Return exactly, and only, the lines from the line containing "async fn enrich_record(&self, record: UserRecord)" through the final line of the records below, both included.

### Exercise data
====================
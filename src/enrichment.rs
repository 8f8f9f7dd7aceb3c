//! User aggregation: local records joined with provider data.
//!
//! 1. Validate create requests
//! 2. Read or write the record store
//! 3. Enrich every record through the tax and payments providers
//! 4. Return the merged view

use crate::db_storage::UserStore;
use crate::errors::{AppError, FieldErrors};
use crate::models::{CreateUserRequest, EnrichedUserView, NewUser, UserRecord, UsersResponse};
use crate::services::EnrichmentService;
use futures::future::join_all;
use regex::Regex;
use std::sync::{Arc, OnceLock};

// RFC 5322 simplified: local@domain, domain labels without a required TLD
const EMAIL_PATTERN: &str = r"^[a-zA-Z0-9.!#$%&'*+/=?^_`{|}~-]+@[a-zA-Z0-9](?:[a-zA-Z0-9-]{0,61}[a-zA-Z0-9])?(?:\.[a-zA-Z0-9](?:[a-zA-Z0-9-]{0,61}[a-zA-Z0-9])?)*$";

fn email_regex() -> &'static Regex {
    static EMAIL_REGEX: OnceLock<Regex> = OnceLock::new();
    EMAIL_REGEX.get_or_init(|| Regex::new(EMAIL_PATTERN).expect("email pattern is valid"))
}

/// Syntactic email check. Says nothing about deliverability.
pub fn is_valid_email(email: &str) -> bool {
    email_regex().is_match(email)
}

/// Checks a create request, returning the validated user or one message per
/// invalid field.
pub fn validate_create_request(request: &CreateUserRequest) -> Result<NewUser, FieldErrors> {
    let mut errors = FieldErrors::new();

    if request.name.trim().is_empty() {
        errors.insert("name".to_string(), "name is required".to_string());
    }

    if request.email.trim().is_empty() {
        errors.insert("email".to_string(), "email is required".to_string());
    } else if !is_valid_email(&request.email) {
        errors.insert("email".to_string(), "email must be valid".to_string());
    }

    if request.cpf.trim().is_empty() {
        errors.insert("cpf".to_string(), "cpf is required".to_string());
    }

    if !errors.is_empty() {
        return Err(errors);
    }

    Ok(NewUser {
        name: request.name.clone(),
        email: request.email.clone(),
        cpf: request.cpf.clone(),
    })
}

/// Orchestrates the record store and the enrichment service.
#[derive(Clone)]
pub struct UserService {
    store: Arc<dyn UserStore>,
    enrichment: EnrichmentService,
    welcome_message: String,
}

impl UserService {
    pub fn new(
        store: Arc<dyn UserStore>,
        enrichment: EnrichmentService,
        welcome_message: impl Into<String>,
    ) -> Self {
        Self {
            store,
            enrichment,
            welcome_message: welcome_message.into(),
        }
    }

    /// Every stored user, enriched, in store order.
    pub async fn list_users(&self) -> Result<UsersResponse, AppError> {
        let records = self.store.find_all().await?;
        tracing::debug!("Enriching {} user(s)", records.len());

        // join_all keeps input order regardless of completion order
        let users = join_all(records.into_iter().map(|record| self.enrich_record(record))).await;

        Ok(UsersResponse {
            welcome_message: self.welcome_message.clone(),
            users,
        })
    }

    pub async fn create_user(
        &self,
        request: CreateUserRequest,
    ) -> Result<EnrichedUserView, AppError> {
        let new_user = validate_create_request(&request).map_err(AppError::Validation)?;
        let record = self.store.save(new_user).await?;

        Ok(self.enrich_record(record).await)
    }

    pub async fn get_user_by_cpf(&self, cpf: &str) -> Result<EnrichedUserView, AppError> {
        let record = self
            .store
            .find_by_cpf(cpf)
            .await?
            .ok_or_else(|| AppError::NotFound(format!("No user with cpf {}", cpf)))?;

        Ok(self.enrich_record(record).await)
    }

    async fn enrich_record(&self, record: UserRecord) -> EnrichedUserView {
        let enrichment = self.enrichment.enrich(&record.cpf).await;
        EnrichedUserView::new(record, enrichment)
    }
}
====================
### Output for this exercise
    async fn enrich_record(&self, record: UserRecord) -> EnrichedUserView {
        let enrichment = self.enrichment.enrich(&record.cpf).await;
        EnrichedUserView::new(record, enrichment)
    }
}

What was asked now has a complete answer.